(MATERIAL SUPPLIED)
◆ ◆ ◆ ◆ ◆

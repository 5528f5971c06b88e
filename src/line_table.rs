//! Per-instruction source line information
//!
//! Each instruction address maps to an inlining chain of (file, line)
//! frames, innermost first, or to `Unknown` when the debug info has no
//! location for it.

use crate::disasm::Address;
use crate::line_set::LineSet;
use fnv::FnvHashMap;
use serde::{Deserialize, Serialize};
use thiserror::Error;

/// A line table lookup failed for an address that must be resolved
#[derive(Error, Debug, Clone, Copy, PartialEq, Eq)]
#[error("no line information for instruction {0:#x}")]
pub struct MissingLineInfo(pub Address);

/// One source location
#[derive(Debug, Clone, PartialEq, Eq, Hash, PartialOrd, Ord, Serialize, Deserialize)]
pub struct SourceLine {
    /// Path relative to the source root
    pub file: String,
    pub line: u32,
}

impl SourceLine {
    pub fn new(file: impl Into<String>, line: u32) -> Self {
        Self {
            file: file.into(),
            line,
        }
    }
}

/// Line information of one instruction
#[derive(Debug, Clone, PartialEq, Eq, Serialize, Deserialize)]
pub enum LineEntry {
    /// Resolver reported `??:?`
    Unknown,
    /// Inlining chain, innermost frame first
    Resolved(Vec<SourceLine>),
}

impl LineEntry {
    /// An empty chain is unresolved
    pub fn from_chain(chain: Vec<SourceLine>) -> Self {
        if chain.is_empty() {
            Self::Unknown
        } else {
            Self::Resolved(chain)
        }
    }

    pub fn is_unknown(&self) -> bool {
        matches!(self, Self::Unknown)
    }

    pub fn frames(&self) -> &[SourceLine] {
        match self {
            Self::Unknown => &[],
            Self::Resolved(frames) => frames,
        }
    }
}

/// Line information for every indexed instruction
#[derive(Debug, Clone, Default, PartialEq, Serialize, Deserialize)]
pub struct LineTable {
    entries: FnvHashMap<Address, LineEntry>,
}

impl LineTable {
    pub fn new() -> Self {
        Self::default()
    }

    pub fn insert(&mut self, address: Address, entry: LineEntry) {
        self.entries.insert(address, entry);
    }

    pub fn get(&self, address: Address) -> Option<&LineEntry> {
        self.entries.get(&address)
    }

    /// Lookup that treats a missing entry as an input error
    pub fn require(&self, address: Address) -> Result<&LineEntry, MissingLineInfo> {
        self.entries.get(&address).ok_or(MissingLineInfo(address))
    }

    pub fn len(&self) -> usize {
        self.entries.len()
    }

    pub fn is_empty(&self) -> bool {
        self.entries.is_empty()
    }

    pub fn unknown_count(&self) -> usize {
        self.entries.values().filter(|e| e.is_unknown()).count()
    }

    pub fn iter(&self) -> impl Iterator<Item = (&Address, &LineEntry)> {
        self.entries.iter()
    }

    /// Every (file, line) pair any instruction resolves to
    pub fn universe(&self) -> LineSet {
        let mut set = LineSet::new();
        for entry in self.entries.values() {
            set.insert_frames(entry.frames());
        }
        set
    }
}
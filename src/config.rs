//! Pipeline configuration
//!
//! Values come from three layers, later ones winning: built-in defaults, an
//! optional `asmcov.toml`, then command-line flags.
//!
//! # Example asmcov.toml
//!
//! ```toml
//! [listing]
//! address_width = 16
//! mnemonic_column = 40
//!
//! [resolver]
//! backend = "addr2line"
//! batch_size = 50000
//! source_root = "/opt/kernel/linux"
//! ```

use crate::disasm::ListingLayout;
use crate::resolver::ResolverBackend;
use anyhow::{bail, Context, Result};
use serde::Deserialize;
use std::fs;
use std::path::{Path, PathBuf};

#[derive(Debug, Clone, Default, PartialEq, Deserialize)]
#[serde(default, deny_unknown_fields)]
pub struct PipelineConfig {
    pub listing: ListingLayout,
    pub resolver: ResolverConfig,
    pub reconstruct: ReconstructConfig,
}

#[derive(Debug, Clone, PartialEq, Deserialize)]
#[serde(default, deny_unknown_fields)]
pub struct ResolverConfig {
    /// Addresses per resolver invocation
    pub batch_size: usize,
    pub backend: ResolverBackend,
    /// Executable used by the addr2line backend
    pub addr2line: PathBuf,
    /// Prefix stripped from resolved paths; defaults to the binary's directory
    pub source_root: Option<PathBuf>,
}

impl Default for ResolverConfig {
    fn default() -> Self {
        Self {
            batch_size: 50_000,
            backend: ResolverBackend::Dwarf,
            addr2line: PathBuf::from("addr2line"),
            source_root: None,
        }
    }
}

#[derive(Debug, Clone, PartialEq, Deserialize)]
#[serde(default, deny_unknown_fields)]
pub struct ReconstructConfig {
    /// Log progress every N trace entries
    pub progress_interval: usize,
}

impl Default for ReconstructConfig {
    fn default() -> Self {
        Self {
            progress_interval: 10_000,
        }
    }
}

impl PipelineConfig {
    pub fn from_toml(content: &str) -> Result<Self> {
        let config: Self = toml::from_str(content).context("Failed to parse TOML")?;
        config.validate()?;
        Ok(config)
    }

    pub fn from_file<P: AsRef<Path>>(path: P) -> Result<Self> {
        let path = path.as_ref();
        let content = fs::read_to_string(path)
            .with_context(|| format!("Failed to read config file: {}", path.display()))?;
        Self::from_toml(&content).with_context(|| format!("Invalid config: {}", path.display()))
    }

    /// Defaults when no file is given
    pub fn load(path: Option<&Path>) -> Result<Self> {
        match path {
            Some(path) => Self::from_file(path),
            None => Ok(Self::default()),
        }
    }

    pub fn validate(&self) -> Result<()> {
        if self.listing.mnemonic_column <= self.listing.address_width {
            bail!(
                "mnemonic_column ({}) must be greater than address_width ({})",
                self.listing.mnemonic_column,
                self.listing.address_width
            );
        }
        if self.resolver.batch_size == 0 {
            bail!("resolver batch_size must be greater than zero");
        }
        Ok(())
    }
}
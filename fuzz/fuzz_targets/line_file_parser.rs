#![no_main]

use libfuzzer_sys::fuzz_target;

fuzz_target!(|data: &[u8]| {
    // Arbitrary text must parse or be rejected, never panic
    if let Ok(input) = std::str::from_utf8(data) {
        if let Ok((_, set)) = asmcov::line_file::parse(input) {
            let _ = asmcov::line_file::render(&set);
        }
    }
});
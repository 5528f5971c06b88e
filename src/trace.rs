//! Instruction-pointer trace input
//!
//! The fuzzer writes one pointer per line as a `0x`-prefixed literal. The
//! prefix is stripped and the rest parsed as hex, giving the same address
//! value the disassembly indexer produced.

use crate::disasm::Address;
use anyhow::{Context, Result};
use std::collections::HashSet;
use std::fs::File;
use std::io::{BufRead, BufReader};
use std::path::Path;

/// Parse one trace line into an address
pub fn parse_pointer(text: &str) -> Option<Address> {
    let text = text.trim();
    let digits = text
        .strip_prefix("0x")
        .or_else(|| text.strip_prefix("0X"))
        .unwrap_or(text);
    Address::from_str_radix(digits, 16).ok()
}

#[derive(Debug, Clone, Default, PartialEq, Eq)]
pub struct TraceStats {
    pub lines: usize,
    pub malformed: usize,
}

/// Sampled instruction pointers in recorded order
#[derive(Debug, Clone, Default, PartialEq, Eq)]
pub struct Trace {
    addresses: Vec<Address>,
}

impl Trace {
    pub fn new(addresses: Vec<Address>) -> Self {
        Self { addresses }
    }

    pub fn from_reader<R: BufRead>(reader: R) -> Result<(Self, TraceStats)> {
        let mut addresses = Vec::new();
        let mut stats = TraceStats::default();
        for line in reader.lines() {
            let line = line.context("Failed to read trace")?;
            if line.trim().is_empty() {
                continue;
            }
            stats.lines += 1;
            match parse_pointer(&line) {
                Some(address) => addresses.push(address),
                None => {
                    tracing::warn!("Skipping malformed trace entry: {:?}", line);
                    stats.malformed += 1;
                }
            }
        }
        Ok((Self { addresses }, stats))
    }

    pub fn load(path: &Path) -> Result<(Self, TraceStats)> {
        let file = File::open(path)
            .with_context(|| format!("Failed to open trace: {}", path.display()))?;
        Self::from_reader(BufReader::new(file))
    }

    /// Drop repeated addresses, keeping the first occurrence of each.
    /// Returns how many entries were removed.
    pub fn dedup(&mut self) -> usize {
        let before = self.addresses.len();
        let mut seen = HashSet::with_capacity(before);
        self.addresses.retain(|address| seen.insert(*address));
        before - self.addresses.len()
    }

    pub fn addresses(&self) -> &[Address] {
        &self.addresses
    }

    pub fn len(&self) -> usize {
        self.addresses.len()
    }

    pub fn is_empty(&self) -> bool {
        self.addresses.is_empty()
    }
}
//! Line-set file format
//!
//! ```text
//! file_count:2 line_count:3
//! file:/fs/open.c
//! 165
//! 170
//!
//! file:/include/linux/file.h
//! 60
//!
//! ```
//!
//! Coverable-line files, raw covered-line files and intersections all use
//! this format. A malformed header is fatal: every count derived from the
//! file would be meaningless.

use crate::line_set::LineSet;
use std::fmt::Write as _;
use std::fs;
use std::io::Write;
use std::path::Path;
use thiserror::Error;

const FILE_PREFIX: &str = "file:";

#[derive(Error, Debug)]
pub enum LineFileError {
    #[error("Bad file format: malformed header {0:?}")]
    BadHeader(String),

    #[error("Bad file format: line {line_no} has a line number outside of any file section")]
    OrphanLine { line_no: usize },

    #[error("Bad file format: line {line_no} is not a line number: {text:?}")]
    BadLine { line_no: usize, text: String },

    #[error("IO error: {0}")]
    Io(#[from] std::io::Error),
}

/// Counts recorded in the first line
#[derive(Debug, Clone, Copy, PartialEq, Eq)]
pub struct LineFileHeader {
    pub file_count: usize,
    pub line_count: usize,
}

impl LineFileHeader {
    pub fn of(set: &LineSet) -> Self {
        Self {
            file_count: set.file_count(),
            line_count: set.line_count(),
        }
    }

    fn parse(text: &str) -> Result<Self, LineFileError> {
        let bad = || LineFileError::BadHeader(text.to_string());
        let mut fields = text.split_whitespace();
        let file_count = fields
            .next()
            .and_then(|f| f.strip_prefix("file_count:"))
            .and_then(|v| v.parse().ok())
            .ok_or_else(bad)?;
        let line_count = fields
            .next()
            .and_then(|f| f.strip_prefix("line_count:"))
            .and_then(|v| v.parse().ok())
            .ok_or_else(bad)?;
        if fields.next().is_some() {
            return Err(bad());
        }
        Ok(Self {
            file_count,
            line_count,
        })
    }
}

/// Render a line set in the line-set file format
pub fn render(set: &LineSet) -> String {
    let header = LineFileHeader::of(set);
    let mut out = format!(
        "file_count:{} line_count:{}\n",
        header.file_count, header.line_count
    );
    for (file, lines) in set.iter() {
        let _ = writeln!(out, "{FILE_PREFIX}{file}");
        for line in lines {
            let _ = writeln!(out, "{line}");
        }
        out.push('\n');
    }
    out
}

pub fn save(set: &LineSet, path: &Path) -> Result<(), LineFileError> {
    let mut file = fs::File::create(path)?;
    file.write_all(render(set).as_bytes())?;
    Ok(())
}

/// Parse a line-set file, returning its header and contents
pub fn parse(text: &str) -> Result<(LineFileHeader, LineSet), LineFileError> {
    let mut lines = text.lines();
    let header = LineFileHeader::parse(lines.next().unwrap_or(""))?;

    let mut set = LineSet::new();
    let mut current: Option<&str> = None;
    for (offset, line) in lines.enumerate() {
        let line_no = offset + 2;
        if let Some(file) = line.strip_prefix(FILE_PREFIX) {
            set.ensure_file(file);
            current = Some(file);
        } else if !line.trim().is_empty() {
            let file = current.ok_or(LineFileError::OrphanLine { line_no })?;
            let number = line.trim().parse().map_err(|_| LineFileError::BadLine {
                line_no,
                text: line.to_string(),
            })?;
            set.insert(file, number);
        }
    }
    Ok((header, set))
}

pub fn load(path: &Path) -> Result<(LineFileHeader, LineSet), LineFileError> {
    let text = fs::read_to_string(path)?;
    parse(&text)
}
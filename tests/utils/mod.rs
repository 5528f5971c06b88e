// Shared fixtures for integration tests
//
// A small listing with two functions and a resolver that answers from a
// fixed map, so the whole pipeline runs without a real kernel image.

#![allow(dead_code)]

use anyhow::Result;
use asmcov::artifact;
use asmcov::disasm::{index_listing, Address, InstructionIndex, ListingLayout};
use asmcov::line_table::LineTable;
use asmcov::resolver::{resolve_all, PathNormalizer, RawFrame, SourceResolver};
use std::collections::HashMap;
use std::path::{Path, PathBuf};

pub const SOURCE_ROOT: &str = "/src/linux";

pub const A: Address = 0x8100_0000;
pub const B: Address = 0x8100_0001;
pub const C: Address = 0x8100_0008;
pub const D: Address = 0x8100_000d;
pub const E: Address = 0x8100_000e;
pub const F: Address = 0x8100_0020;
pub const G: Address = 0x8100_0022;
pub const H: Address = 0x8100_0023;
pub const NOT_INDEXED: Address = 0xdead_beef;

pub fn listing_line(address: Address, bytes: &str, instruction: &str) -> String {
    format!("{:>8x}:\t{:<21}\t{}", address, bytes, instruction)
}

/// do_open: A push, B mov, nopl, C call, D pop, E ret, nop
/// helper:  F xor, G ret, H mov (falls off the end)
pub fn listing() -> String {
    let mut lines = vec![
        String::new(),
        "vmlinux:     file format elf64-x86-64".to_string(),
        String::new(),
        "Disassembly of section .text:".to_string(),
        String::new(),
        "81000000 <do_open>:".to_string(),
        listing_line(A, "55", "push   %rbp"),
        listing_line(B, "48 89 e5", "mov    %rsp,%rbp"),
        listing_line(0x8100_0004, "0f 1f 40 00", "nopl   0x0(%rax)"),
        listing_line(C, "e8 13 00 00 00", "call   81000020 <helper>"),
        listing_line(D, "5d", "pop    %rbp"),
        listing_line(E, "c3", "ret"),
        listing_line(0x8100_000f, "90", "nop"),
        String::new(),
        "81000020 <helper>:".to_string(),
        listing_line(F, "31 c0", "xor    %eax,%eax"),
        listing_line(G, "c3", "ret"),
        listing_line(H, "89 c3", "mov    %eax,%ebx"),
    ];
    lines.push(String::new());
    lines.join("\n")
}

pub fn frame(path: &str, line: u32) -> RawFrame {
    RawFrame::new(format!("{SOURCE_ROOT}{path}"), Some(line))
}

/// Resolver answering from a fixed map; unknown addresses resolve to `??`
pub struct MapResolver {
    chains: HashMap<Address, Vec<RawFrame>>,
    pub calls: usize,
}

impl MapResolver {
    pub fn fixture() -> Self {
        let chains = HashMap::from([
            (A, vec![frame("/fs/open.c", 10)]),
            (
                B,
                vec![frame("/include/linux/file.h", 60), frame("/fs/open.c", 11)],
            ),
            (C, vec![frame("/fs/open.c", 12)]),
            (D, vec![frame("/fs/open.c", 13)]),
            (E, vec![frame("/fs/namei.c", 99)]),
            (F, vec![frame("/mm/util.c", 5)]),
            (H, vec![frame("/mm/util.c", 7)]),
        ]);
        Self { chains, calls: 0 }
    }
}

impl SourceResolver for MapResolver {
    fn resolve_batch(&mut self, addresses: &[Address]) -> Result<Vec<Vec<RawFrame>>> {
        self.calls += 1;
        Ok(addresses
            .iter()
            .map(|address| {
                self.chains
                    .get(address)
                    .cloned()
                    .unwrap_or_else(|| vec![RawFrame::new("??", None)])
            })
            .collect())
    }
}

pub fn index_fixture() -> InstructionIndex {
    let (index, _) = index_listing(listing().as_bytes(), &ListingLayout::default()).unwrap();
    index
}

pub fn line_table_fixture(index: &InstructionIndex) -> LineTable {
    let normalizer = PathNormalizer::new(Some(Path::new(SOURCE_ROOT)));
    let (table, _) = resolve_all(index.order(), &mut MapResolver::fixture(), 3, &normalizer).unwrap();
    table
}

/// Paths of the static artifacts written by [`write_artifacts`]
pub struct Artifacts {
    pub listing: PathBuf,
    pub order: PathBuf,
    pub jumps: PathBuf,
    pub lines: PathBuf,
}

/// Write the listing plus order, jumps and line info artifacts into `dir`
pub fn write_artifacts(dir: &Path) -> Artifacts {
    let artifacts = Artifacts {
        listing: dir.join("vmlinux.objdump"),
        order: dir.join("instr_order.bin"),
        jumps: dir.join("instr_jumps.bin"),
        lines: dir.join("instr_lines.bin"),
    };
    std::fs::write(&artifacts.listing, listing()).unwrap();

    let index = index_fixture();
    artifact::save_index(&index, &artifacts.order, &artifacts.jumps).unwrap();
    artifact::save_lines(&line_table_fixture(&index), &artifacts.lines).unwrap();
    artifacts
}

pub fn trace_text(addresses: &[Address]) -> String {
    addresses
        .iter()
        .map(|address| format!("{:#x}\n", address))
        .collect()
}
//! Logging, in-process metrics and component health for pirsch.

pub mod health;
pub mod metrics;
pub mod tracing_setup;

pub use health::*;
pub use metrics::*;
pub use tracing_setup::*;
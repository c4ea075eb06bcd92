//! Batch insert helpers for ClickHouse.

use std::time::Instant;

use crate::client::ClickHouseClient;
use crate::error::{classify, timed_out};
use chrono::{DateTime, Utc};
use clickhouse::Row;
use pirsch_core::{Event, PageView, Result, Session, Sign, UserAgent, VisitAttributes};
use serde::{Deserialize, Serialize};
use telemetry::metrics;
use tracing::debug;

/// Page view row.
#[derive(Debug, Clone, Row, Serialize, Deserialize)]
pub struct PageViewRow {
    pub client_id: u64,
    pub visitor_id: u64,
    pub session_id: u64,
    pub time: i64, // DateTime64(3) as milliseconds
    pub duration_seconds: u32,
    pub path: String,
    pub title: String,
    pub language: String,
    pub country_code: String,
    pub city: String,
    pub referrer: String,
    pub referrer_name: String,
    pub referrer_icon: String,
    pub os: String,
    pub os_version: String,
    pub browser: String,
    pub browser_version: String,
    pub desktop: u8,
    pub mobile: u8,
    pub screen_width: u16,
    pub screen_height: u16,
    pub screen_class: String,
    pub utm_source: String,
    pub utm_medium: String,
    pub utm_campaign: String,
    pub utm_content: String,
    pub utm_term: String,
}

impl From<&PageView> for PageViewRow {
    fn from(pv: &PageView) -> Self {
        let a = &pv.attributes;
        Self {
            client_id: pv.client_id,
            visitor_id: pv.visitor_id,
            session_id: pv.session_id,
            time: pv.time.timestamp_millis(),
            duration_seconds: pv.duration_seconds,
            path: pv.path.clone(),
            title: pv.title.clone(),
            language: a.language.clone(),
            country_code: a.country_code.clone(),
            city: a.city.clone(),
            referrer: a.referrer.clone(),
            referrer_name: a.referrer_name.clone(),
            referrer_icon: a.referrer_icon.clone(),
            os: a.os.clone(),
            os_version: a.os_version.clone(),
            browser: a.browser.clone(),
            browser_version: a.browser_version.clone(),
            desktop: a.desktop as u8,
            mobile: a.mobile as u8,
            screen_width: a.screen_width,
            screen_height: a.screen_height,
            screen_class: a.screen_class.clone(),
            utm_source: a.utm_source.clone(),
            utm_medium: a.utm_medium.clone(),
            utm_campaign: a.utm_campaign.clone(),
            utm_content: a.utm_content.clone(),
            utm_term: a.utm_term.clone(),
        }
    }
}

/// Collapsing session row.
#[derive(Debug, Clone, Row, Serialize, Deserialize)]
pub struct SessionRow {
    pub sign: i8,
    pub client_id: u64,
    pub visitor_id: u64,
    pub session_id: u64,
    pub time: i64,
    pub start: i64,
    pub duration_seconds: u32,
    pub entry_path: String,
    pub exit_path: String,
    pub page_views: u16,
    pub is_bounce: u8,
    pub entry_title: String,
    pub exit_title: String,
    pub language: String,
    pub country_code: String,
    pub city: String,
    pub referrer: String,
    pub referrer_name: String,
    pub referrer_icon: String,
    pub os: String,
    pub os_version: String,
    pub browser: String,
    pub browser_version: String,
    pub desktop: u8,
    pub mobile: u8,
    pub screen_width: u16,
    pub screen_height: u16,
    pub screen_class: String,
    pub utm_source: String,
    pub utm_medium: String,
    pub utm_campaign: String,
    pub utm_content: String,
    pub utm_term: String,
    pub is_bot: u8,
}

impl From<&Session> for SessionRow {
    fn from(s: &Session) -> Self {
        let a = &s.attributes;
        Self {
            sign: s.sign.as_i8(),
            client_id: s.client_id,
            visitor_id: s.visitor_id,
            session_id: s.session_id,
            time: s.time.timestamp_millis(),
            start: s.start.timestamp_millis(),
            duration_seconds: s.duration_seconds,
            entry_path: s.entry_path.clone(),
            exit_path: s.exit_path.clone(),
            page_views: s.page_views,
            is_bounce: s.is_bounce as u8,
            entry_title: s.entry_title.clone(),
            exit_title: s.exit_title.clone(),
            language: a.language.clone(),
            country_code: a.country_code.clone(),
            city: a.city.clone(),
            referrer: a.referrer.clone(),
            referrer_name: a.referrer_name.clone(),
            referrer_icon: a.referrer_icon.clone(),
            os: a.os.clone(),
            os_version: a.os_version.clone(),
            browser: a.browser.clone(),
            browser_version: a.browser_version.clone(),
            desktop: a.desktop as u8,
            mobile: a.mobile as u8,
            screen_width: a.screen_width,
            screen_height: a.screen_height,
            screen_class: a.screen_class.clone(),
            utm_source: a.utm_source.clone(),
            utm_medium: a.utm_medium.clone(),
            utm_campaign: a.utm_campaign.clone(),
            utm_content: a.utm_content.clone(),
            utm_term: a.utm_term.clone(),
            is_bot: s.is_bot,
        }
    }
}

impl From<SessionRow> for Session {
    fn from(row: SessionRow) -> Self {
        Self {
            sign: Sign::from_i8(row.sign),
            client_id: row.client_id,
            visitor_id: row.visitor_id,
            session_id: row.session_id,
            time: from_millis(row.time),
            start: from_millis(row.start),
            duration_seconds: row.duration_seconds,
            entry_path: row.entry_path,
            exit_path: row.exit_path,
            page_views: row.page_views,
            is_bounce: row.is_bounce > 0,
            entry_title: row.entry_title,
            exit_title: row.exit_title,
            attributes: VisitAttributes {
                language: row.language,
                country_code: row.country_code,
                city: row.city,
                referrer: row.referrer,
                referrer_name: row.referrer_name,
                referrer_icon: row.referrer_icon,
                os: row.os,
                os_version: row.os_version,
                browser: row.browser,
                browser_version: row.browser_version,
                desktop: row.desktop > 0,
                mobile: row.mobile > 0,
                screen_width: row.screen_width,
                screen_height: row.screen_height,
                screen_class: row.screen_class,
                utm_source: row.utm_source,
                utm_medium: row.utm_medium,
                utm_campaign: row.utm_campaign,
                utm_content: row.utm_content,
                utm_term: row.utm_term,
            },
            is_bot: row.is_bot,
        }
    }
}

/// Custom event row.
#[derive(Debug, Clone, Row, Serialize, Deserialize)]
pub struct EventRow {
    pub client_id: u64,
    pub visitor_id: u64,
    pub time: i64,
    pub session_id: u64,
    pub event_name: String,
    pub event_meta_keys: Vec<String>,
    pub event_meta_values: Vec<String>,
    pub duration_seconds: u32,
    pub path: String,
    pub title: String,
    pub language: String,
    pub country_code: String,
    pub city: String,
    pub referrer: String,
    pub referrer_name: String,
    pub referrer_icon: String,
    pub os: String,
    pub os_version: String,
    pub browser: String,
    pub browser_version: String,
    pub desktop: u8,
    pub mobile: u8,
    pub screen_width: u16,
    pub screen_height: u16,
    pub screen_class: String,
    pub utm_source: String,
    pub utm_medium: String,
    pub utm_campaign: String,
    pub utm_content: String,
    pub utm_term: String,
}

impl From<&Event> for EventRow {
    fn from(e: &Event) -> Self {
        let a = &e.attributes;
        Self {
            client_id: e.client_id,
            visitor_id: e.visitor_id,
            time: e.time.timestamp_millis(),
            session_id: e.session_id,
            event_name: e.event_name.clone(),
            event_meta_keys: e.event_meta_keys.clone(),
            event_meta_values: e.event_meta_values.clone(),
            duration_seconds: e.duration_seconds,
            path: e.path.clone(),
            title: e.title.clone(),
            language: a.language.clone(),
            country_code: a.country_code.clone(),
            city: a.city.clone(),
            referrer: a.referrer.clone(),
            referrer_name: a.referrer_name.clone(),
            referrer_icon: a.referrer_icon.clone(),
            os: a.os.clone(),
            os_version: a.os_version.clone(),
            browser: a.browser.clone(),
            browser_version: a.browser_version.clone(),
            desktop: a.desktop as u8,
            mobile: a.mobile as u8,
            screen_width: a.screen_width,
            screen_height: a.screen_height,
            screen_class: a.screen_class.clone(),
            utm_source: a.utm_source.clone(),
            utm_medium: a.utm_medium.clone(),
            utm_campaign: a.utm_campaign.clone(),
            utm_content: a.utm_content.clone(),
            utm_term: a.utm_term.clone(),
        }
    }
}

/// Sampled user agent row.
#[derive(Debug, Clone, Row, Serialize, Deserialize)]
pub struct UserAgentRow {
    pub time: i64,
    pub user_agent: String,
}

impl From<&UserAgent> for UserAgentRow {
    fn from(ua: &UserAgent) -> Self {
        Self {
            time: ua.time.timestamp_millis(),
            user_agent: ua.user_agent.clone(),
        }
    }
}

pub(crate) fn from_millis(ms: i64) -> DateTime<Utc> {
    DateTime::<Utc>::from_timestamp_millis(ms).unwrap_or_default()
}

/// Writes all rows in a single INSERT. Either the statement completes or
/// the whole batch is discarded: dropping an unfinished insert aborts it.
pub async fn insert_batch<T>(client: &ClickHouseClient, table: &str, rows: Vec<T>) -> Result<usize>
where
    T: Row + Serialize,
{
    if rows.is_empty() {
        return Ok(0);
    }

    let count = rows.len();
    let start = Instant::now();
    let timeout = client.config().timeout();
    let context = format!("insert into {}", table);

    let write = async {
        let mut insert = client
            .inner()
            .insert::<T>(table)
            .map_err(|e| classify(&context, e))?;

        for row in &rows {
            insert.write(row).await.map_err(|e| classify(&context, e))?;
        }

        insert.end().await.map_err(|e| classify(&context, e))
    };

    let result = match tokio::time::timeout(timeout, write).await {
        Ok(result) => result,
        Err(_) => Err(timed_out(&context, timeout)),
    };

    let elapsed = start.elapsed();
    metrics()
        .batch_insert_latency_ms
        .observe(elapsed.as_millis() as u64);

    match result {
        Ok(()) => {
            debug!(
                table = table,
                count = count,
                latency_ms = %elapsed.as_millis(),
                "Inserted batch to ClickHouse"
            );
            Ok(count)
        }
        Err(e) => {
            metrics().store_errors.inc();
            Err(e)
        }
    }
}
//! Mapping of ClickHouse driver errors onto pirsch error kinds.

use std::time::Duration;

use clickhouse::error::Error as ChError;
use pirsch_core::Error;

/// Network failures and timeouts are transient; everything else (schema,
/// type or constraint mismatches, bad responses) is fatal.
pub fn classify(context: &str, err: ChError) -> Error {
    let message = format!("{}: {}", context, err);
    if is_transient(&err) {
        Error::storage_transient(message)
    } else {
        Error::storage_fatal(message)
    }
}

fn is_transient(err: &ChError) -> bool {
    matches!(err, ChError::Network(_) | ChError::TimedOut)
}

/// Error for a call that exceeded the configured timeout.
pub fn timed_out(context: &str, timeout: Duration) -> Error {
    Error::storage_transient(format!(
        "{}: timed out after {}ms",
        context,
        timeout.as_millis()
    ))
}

◆ ◆ ◆ ◆ ◆

(EXERCISE DETAILS) Wherever the string "Instant" appears in the entries above, return the line it appears on.

(RESPONSE)
use std::time::Instant;
    let start = Instant::now();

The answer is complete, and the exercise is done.